I didn't get mad, I guess I got really sad, felt powerless, felt that there had to be some good reason that folks just like her get treatment like that because, well- because they don't whine, they don't whimper- they never even squeak. They just take it, like they have all their life- doing the best they know how to do and one day, they grow old and hell, doesn't anybody care anymore about the plain and simple people?

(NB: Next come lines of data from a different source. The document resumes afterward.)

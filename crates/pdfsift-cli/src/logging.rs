use tracing_subscriber::EnvFilter;

/// Filter used when RUST_LOG is not set.
fn default_directive(verbose: bool) -> &'static str {
    if verbose { "debug" } else { "warn" }
}

/// Install the stderr log subscriber. RUST_LOG takes precedence over `--verbose`.
pub fn init(verbose: bool) {
    let filter = EnvFilter::try_from_default_env()
        .unwrap_or_else(|_| EnvFilter::new(default_directive(verbose)));

    tracing_subscriber::fmt()
        .with_env_filter(filter)
        .with_writer(std::io::stderr)
        .with_target(false)
        .init();
}
//! The application state container.
//!
//! # Module Structure
//!
//! - `sessions`: booking, status changes, feedback and mentor notes
//! - `habits`: goals, habits and the completion toggle
//! - `social`: profile, reflections and notifications
//! - `metrics`: derived metrics over the cache

mod habits;
mod metrics;
mod sessions;
mod social;

pub use metrics::Dashboard;

use mentorly_core::config::AnalyticsSettings;
use mentorly_core::error::{MentorlyError, Result};
use mentorly_core::notification::{Notification, NotificationKind};
use mentorly_core::user::User;
use mentorly_core::{DataApi, Relation};
use tokio::sync::{RwLock, broadcast};

use crate::cache::{StoreCache, upsert};
use crate::event::StoreEvent;

const EVENT_CAPACITY: usize = 64;

/// Mirrors the signed-in user's records and mutates them through the data API.
///
/// Every mutation calls the backend first and touches the cache only after
/// the call succeeded, so a failed call leaves the mirror as it was. Each
/// cache change is announced on the event channel returned by `subscribe`.
pub struct AppStore {
    api: DataApi,
    settings: AnalyticsSettings,
    cache: RwLock<StoreCache>,
    events: broadcast::Sender<StoreEvent>,
}

impl AppStore {
    pub fn new(api: DataApi, settings: AnalyticsSettings) -> Self {
        let (events, _) = broadcast::channel(EVENT_CAPACITY);
        Self {
            api,
            settings,
            cache: RwLock::new(StoreCache::default()),
            events,
        }
    }

    pub fn settings(&self) -> &AnalyticsSettings {
        &self.settings
    }

    /// Receives every `StoreEvent` published after this call.
    pub fn subscribe(&self) -> broadcast::Receiver<StoreEvent> {
        self.events.subscribe()
    }

    /// A copy of the current cache, for rendering.
    pub async fn snapshot(&self) -> StoreCache {
        self.cache.read().await.clone()
    }

    pub async fn current_user(&self) -> Option<User> {
        self.cache.read().await.current_user.clone()
    }

    /// Fetches everything the user can see and replaces the cache wholesale.
    ///
    /// # Errors
    ///
    /// Returns `NotFound` for an unknown user, or the first data API error.
    /// On error the previous cache is kept untouched.
    pub async fn load_for_user(&self, user_id: &str) -> Result<()> {
        tracing::info!("[Store] Loading state for user {}", user_id);

        let user = self
            .api
            .users
            .get(user_id)
            .await?
            .ok_or_else(|| MentorlyError::not_found("user", user_id))?;

        let (
            sessions,
            goals,
            habits,
            completions,
            reflections,
            feedback_given,
            feedback_received,
            notifications,
            own_notes,
            shared_notes,
        ) = tokio::try_join!(
            self.api.sessions.list(user_id, Relation::User),
            self.api.goals.list(user_id, Relation::User),
            self.api.habits.list(user_id, Relation::User),
            self.api.completions.list(user_id, Relation::User),
            self.api.reflections.list(user_id, Relation::Author),
            self.api.feedback.list(user_id, Relation::Mentee),
            self.api.feedback.list(user_id, Relation::Mentor),
            self.api.notifications.list(user_id, Relation::User),
            self.api.session_notes.list(user_id, Relation::Mentor),
            self.api.session_notes.list(user_id, Relation::Mentee),
        )
        .inspect_err(|e| tracing::warn!("[Store] Load for {} failed: {}", user_id, e))?;

        let mut feedback = feedback_given;
        for record in feedback_received {
            upsert(&mut feedback, record);
        }
        let mut session_notes = own_notes;
        for record in shared_notes.into_iter().filter(|n| !n.is_private) {
            upsert(&mut session_notes, record);
        }

        let fresh = StoreCache {
            current_user: Some(user),
            sessions,
            goals,
            habits,
            completions,
            reflections,
            feedback,
            notifications,
            session_notes,
        };
        tracing::debug!(
            "[Store] Loaded {} sessions, {} goals, {} habits, {} completions",
            fresh.sessions.len(),
            fresh.goals.len(),
            fresh.habits.len(),
            fresh.completions.len()
        );

        *self.cache.write().await = fresh;
        self.publish(StoreEvent::Loaded {
            user_id: user_id.to_string(),
        });
        Ok(())
    }

    /// Drops all cached state, e.g. on sign-out.
    pub async fn clear(&self) {
        *self.cache.write().await = StoreCache::default();
        self.publish(StoreEvent::Cleared);
    }

    fn publish(&self, event: StoreEvent) {
        // No subscribers is fine
        let _ = self.events.send(event);
    }

    async fn require_user(&self) -> Result<User> {
        self.cache
            .read()
            .await
            .current_user
            .clone()
            .ok_or(MentorlyError::NotSignedIn)
    }

    /// Sends a notification to `recipient`. Delivery problems are logged and
    /// never fail the operation that triggered them.
    async fn notify(
        &self,
        recipient: &str,
        kind: NotificationKind,
        title: impl Into<String>,
        message: impl Into<String>,
        link: Option<String>,
    ) {
        let mut notification = Notification::new(recipient, kind, title, message);
        notification.link = link;

        match self.api.notifications.create(notification).await {
            Ok(created) => {
                let mut cache = self.cache.write().await;
                if cache.user_id() == Some(recipient) {
                    upsert(&mut cache.notifications, created);
                    drop(cache);
                    self.publish(StoreEvent::NotificationsChanged);
                }
            }
            Err(e) => tracing::warn!(
                "[Store] Failed to notify {} ({}): {}",
                recipient,
                kind,
                e
            ),
        }
    }
}
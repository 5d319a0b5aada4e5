//! In-memory data API.
//!
//! Mirrors the backend's CRUD semantics over a `Vec` in insertion order. Used
//! by tests and demos; `set_failing` simulates an unreachable backend.

use async_trait::async_trait;
use mentorly_core::error::{MentorlyError, Result};
use mentorly_core::goal::{Goal, Habit, HabitCompletion};
use mentorly_core::notification::Notification;
use mentorly_core::reflection::Reflection;
use mentorly_core::session::{MentorSessionNotes, Session, SessionFeedback};
use mentorly_core::user::User;
use mentorly_core::{DataApi, Entity, EntityRepository, Relation};
use std::sync::Arc;
use std::sync::atomic::{AtomicBool, Ordering};
use tokio::sync::RwLock;

pub struct InMemoryRepository<E> {
    records: RwLock<Vec<E>>,
    failing: AtomicBool,
}

impl<E: Entity> InMemoryRepository<E> {
    pub fn new() -> Self {
        Self::with_records(Vec::new())
    }

    pub fn with_records(records: Vec<E>) -> Self {
        Self {
            records: RwLock::new(records),
            failing: AtomicBool::new(false),
        }
    }

    /// Inserts a record without validation, as if another client had written it.
    pub async fn seed(&self, record: E) {
        self.records.write().await.push(record);
    }

    /// Makes every subsequent call fail with a data access error.
    pub fn set_failing(&self, failing: bool) {
        self.failing.store(failing, Ordering::SeqCst);
    }

    /// Current contents, in insertion order.
    pub async fn snapshot(&self) -> Vec<E> {
        self.records.read().await.clone()
    }

    fn check_available(&self) -> Result<()> {
        if self.failing.load(Ordering::SeqCst) {
            return Err(MentorlyError::data_access(format!(
                "{} backend unavailable",
                E::ENTITY_NAME
            )));
        }
        Ok(())
    }
}

impl<E: Entity> Default for InMemoryRepository<E> {
    fn default() -> Self {
        Self::new()
    }
}

#[async_trait]
impl<E: Entity> EntityRepository<E> for InMemoryRepository<E> {
    async fn create(&self, record: E) -> Result<E> {
        self.check_available()?;
        record.validate()?;

        let mut records = self.records.write().await;
        if records.iter().any(|r| r.id() == record.id()) {
            return Err(MentorlyError::data_access(format!(
                "{} '{}' already exists",
                E::ENTITY_NAME,
                record.id()
            )));
        }
        records.push(record.clone());
        Ok(record)
    }

    async fn get(&self, id: &str) -> Result<Option<E>> {
        self.check_available()?;
        let records = self.records.read().await;
        Ok(records.iter().find(|r| r.id() == id).cloned())
    }

    async fn list(&self, owner_id: &str, relation: Relation) -> Result<Vec<E>> {
        self.check_available()?;
        let records = self.records.read().await;
        Ok(records
            .iter()
            .filter(|r| r.belongs_to(owner_id, relation))
            .cloned()
            .collect())
    }

    async fn update(&self, id: &str, patch: E::Patch) -> Result<Option<E>> {
        self.check_available()?;
        let mut records = self.records.write().await;
        let Some(slot) = records.iter_mut().find(|r| r.id() == id) else {
            return Ok(None);
        };

        // Patch a copy so a rejected patch leaves the stored record intact
        let mut updated = slot.clone();
        updated.apply_patch(patch)?;
        *slot = updated.clone();
        Ok(Some(updated))
    }

    async fn delete(&self, id: &str) -> Result<bool> {
        self.check_available()?;
        let mut records = self.records.write().await;
        let before = records.len();
        records.retain(|r| r.id() != id);
        Ok(records.len() != before)
    }
}

/// Handles to every in-memory repository, for seeding and fault injection.
#[derive(Clone, Default)]
pub struct InMemoryBackend {
    pub users: Arc<InMemoryRepository<User>>,
    pub sessions: Arc<InMemoryRepository<Session>>,
    pub goals: Arc<InMemoryRepository<Goal>>,
    pub habits: Arc<InMemoryRepository<Habit>>,
    pub completions: Arc<InMemoryRepository<HabitCompletion>>,
    pub reflections: Arc<InMemoryRepository<Reflection>>,
    pub feedback: Arc<InMemoryRepository<SessionFeedback>>,
    pub notifications: Arc<InMemoryRepository<Notification>>,
    pub session_notes: Arc<InMemoryRepository<MentorSessionNotes>>,
}

impl InMemoryBackend {
    pub fn new() -> Self {
        Self::default()
    }

    /// The repositories as the trait objects the application consumes.
    pub fn data_api(&self) -> DataApi {
        DataApi {
            users: self.users.clone(),
            sessions: self.sessions.clone(),
            goals: self.goals.clone(),
            habits: self.habits.clone(),
            completions: self.completions.clone(),
            reflections: self.reflections.clone(),
            feedback: self.feedback.clone(),
            notifications: self.notifications.clone(),
            session_notes: self.session_notes.clone(),
        }
    }

    /// Switches every repository into or out of failing mode.
    pub fn set_failing(&self, failing: bool) {
        self.users.set_failing(failing);
        self.sessions.set_failing(failing);
        self.goals.set_failing(failing);
        self.habits.set_failing(failing);
        self.completions.set_failing(failing);
        self.reflections.set_failing(failing);
        self.feedback.set_failing(failing);
        self.notifications.set_failing(failing);
        self.session_notes.set_failing(failing);
    }
}
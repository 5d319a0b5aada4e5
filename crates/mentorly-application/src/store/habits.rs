//! Goals, habits and the daily completion toggle.

use chrono::NaiveDate;
use mentorly_core::{Entity, Relation};
use mentorly_core::error::{MentorlyError, Result};
use mentorly_core::goal::{
    Goal, GoalPatch, Habit, HabitCompletion, HabitCompletionPatch, HabitFrequency, HabitPatch,
    HabitStatus,
};

use super::AppStore;
use crate::cache::{remove_by_id, upsert};
use crate::event::StoreEvent;
use crate::request::{GoalDraft, ToggleOutcome};

impl AppStore {
    pub async fn create_goal(&self, draft: GoalDraft) -> Result<Goal> {
        let user = self.require_user().await?;

        let mut goal = Goal::new(&user.id, draft.title);
        goal.identity_statement = draft.identity_statement;
        goal.description = draft.description;
        goal.category = draft.category;
        goal.target_date = draft.target_date;

        let created = self.api.goals.create(goal).await?;
        tracing::info!("[Store] Created goal {}", created.id);

        upsert(&mut self.cache.write().await.goals, created.clone());
        self.publish(StoreEvent::GoalsChanged {
            goal_id: created.id.clone(),
        });
        Ok(created)
    }

    pub async fn update_goal(&self, goal_id: &str, patch: GoalPatch) -> Result<Goal> {
        self.owned_goal(goal_id).await?;

        let updated = self
            .api
            .goals
            .update(goal_id, patch)
            .await?
            .ok_or_else(|| MentorlyError::not_found(Goal::ENTITY_NAME, goal_id))?;

        upsert(&mut self.cache.write().await.goals, updated.clone());
        self.publish(StoreEvent::GoalsChanged {
            goal_id: goal_id.to_string(),
        });
        Ok(updated)
    }

    /// Deletes a goal together with its habits.
    ///
    /// Habits go first so a failure never leaves habits pointing at a missing
    /// goal. Their completion history is kept.
    pub async fn delete_goal(&self, goal_id: &str) -> Result<()> {
        self.owned_goal(goal_id).await?;

        let habits = self.api.habits.list(goal_id, Relation::Goal).await?;
        for habit in &habits {
            self.api.habits.delete(&habit.id).await?;
            remove_by_id(&mut self.cache.write().await.habits, &habit.id);
            self.publish(StoreEvent::HabitsChanged {
                habit_id: habit.id.clone(),
            });
        }
        if !self.api.goals.delete(goal_id).await? {
            return Err(MentorlyError::not_found(Goal::ENTITY_NAME, goal_id));
        }
        tracing::info!(
            "[Store] Deleted goal {} and {} habit(s)",
            goal_id,
            habits.len()
        );

        remove_by_id(&mut self.cache.write().await.goals, goal_id);
        self.publish(StoreEvent::GoalsChanged {
            goal_id: goal_id.to_string(),
        });
        Ok(())
    }

    pub async fn create_habit(
        &self,
        goal_id: &str,
        title: impl Into<String>,
        frequency: HabitFrequency,
    ) -> Result<Habit> {
        let goal = self.owned_goal(goal_id).await?;

        let habit = Habit::new(&goal.id, &goal.user_id, title, frequency);
        let created = self.api.habits.create(habit).await?;
        tracing::info!("[Store] Created habit {} under goal {}", created.id, goal.id);

        upsert(&mut self.cache.write().await.habits, created.clone());
        self.publish(StoreEvent::HabitsChanged {
            habit_id: created.id.clone(),
        });
        Ok(created)
    }

    pub async fn update_habit_status(&self, habit_id: &str, status: HabitStatus) -> Result<Habit> {
        self.owned_habit(habit_id).await?;

        let patch = HabitPatch {
            status: Some(status),
            ..Default::default()
        };
        let updated = self
            .api
            .habits
            .update(habit_id, patch)
            .await?
            .ok_or_else(|| MentorlyError::not_found(Habit::ENTITY_NAME, habit_id))?;

        upsert(&mut self.cache.write().await.habits, updated.clone());
        self.publish(StoreEvent::HabitsChanged {
            habit_id: habit_id.to_string(),
        });
        Ok(updated)
    }

    /// Flips the `(habit, date)` slot between done and not done.
    ///
    /// A completed record is deleted, an uncompleted one is marked completed
    /// and a missing one is created. Two calls leave the set of completed
    /// days as it was; an uncompleted record does not survive the round trip.
    pub async fn toggle_habit_completion(
        &self,
        habit_id: &str,
        date: NaiveDate,
    ) -> Result<ToggleOutcome> {
        let habit = self.owned_habit(habit_id).await?;

        let existing = self
            .cache
            .read()
            .await
            .completions
            .iter()
            .find(|c| c.is_slot(habit_id, date))
            .cloned();

        let outcome = match existing {
            Some(record) if record.completed => {
                if !self.api.completions.delete(&record.id).await? {
                    tracing::debug!(
                        "[Store] Completion {} was already gone upstream",
                        record.id
                    );
                }
                remove_by_id(&mut self.cache.write().await.completions, &record.id);
                ToggleOutcome::Cleared
            }
            Some(record) => {
                let patch = HabitCompletionPatch {
                    completed: Some(true),
                    ..Default::default()
                };
                let updated = self
                    .api
                    .completions
                    .update(&record.id, patch)
                    .await?
                    .ok_or_else(|| {
                        MentorlyError::not_found(HabitCompletion::ENTITY_NAME, &record.id)
                    })?;
                upsert(&mut self.cache.write().await.completions, updated.clone());
                ToggleOutcome::Completed {
                    completion: updated,
                }
            }
            None => {
                let record = HabitCompletion::new(&habit.id, &habit.user_id, date);
                let created = self.api.completions.create(record).await?;
                upsert(&mut self.cache.write().await.completions, created.clone());
                ToggleOutcome::Completed {
                    completion: created,
                }
            }
        };
        tracing::info!(
            "[Store] Toggled habit {} on {}: {}",
            habit_id,
            date,
            match outcome {
                ToggleOutcome::Completed { .. } => "completed",
                ToggleOutcome::Cleared => "cleared",
            }
        );

        self.publish(StoreEvent::CompletionsChanged {
            habit_id: habit_id.to_string(),
            date,
        });
        Ok(outcome)
    }

    async fn owned_goal(&self, goal_id: &str) -> Result<Goal> {
        let cache = self.cache.read().await;
        let user_id = cache.user_id().ok_or(MentorlyError::NotSignedIn)?;
        cache
            .find_goal(goal_id)
            .filter(|g| g.user_id == user_id)
            .cloned()
            .ok_or_else(|| MentorlyError::not_found(Goal::ENTITY_NAME, goal_id))
    }

    async fn owned_habit(&self, habit_id: &str) -> Result<Habit> {
        let cache = self.cache.read().await;
        let user_id = cache.user_id().ok_or(MentorlyError::NotSignedIn)?;
        cache
            .find_habit(habit_id)
            .filter(|h| h.user_id == user_id)
            .cloned()
            .ok_or_else(|| MentorlyError::not_found(Habit::ENTITY_NAME, habit_id))
    }
}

The nurse listened. (And thank goodness, acted.) That's all I wanted I guess, not to be right- at least to be heard. When I left the hospital, and believe me you- that was a very hard thing to do, leave her laying there- I guess I took about the longest quietest ride home I ever took. And I thought long and hard on how we don't notice one another anymore- how we don't really care to be bothered by the bonafide goodness of one soul, but we pull out all the stops for the ones who don't give two cents for anything of value, they demand the best and give the least. Time for me to head to bed...maybe say a little prayer for the whole wide world, somebody's got to say something for the lack of love in the all too many these days.
And one last note to my family, if you're reading or listening to a retelling of this story. Time to exchange the wishbone for a back bone. Grandma needs us all and I'm tired, and I'm spent and my back bone is getting pretty sore. You could learn something or two from this old lady who's done so much for so little.